Jakarta, INDONEWS.ID-Inter Miami melanjutkan laga Major League Soccer (MLS) pekan ke-24 dengan meladeni LA Galaxy, tim MLS dari wilayah Barat.
Berlangsung di Chase Stadium, Minggu (17/8/2025) pagi WIB, duel kedua tim, wakil wilayah timur dan barat itu berlangsung seru.
Tuan rumah Miami menjamu tamu dengan optimisme tinggi sebagai klub yang berada di peringkat 5 MLS wilayah timur saat ini.
Sementara LA Galaxy tercecer di peringkat akhir atau 20 klasemen MLS wilayah barat. Meskipun berbeda secara peringkat, tim tamu tetap memberikan perlawanan seru.
Buktinya, sepanjang babak pertama, mereka menguasai bola mencapai 56 persen berbanding 44 persen.
Namun, dari sisi efektivitas, Miami lebih unggul.
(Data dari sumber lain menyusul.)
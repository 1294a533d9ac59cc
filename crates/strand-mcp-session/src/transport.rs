//! The transport contract: an ordered duplex pipe of protocol messages.

use async_trait::async_trait;
use futures::future::BoxFuture;
use std::sync::Arc;

use strand_mcp_protocol::JsonRpcMessage;

use crate::error::TransportError;

/// Callback invoked for every inbound message.
///
/// The transport must await the returned future before handing over the next
/// message; that await is the backpressure seam between wire reading and
/// session routing.
pub type InboundHandler = Arc<dyn Fn(JsonRpcMessage) -> BoxFuture<'static, ()> + Send + Sync>;

/// An ordered duplex pipe of protocol messages, exclusively owned by one
/// session.
///
/// Implementations only ferry opaque [`JsonRpcMessage`] values; correlation,
/// dispatch, and lifecycle live in the session.
#[async_trait]
pub trait Transport: Send + Sync {
    /// Begin producing inbound messages, delivering each to `handler` in
    /// wire-arrival order.
    async fn start(&self, handler: InboundHandler) -> Result<(), TransportError>;

    /// Enqueue one outbound message. Messages are delivered in call order;
    /// failure means a permanent transport error.
    async fn send(&self, message: JsonRpcMessage) -> Result<(), TransportError>;

    /// Stop accepting new sends, flush in-flight messages, then release
    /// resources. Idempotent.
    async fn close_gracefully(&self) -> Result<(), TransportError>;
}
Tuan rumah memberikan tekanan langsung ke jantung pertahanan.
Dampaknya, Miami melepaskan 12 tembakan, 3 tembakan tepat sasaran dan menghasilkan 4 sepak pojok.
Sementara LA Galaxy belum satupun tembakan ke gawang Miami. Mereka banyak berkutat di lapangan tengah.
Pada laga ini, pelatih Inter Miami Javier Mascherano memainkan taktik 4-2-3-1. Suarez seorang diri dipercaya sebagai striker.
Mascherano memutuskan untuk mencadangkan Messi dan De Laul. Untuk menopang Suarez, Pacault, Segovia dan Allende menjadi pilihan paten.
Cremaschi dan Sergio Busquets menjadi pengatur sekaligus pengimbang kekuatan lini belakang dan tengah.
Formasi ini terlihat efektif memberikan pergerakan kepada bek sayap Jordi Alba dan Weigandt hingga ke garis berbahaya lawan untuk memberikan tenanan.
Dampak dari tekanan bertubi-tubi yang dilakukan, The Herons unggul lebih dulu pada menit 42 lewat gol Jordi Alba. Skor 1-0 bertahan hingga babak pertama tuntas.
Masuk babak kedua, tim tamu berupaya mendoakan gol penyama. Baru pada menit 59, tim tamu berhasil menyamakan skor 1-1 lewat gol Paintsil.
Messi dan De Paul susah diturunkan pada babak kedua. Namun hingga menit ke 60, keduanya belum memberikan dampaknya.
Hingga berita ini tayang, skor masih 1-1, laga sudah berlangsung 62 menit.